### REQUIRED WORK
From the records below, state how many lines hold the string "loaded", without any other text.

Dataset entries
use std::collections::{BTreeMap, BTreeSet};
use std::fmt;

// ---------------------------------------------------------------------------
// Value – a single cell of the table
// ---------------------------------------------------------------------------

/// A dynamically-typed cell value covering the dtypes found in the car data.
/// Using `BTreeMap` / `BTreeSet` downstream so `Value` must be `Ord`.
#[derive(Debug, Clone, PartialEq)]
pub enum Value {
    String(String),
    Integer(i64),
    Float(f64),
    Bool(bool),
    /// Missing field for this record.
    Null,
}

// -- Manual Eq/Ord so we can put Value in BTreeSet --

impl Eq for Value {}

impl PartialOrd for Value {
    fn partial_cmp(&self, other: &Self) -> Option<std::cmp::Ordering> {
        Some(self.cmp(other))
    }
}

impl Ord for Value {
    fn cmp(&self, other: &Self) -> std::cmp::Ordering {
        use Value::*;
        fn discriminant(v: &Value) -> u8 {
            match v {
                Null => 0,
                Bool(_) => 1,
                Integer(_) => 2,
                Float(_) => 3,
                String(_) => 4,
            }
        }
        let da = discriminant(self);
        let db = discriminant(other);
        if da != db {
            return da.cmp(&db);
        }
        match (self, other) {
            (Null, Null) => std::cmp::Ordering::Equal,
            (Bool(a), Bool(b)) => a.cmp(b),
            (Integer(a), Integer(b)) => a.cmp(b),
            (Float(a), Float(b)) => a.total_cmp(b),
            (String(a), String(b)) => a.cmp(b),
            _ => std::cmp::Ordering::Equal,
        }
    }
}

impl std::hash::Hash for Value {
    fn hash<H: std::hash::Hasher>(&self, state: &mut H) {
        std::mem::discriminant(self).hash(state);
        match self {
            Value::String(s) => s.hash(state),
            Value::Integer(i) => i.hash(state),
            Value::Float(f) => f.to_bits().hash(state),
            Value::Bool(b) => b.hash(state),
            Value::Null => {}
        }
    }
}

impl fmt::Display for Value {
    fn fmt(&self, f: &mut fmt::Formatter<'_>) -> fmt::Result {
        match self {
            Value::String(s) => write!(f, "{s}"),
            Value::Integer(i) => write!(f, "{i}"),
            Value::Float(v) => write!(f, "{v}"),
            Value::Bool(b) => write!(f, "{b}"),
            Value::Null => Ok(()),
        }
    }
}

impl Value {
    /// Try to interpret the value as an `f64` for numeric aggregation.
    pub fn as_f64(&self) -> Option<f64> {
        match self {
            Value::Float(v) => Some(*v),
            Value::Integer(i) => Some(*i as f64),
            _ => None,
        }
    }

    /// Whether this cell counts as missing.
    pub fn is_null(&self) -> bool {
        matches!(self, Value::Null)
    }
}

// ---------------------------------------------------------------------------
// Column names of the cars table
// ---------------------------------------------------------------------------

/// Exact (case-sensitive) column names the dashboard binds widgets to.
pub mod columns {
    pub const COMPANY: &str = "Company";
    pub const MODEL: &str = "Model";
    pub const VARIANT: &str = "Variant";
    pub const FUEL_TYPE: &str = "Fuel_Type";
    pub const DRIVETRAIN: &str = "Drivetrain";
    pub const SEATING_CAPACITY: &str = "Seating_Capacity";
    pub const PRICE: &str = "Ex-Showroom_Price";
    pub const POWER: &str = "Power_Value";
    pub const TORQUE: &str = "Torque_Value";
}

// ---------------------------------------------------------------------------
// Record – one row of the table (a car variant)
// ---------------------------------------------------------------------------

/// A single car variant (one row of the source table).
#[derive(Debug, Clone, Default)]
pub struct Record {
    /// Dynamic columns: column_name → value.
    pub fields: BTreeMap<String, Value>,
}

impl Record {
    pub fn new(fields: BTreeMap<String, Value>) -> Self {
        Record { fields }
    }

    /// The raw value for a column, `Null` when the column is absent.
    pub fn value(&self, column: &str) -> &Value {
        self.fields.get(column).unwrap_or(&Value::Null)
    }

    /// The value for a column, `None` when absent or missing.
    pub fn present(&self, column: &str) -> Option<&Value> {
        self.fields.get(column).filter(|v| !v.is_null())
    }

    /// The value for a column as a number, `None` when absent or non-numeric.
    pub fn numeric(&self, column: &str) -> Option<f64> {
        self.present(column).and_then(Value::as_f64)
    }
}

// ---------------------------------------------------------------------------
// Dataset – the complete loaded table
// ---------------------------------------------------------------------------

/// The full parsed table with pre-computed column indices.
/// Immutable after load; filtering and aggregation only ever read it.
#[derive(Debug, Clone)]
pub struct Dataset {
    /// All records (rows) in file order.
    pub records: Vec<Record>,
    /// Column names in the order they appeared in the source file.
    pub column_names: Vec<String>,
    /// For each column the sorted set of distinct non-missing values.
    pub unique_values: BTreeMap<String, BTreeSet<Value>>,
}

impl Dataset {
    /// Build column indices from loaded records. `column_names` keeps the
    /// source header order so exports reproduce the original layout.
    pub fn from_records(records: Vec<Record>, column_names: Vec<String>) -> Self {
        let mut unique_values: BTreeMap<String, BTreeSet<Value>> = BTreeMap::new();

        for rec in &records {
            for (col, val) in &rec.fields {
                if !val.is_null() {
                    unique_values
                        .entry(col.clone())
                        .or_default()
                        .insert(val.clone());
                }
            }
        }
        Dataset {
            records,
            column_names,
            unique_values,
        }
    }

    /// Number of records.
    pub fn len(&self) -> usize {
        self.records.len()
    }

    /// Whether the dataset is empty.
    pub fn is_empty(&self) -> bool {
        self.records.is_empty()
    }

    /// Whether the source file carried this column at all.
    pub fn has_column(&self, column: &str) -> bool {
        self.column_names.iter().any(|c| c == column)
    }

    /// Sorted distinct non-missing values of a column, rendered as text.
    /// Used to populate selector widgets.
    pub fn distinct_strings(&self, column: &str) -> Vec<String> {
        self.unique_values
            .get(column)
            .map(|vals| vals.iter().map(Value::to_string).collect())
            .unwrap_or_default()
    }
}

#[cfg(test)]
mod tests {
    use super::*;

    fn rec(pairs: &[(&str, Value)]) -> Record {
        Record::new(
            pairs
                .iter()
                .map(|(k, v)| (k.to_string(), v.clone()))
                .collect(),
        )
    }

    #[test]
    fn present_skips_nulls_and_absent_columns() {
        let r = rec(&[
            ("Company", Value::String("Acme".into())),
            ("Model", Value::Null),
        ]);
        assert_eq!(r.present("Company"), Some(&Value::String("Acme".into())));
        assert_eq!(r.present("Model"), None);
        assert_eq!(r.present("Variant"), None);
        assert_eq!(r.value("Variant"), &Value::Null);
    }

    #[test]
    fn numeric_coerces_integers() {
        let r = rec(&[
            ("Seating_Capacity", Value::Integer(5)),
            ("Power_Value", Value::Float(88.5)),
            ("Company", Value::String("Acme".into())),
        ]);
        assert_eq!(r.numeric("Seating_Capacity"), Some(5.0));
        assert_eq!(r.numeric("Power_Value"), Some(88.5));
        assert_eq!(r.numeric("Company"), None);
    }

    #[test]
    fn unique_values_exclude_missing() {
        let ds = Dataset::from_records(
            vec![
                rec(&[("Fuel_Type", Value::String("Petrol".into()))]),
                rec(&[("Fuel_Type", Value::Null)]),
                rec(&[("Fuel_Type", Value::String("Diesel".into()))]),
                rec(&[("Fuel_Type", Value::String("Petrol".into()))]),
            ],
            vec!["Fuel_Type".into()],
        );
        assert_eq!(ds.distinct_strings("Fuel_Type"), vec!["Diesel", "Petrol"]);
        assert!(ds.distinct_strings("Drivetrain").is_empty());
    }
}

### EXERCISE RESULT
2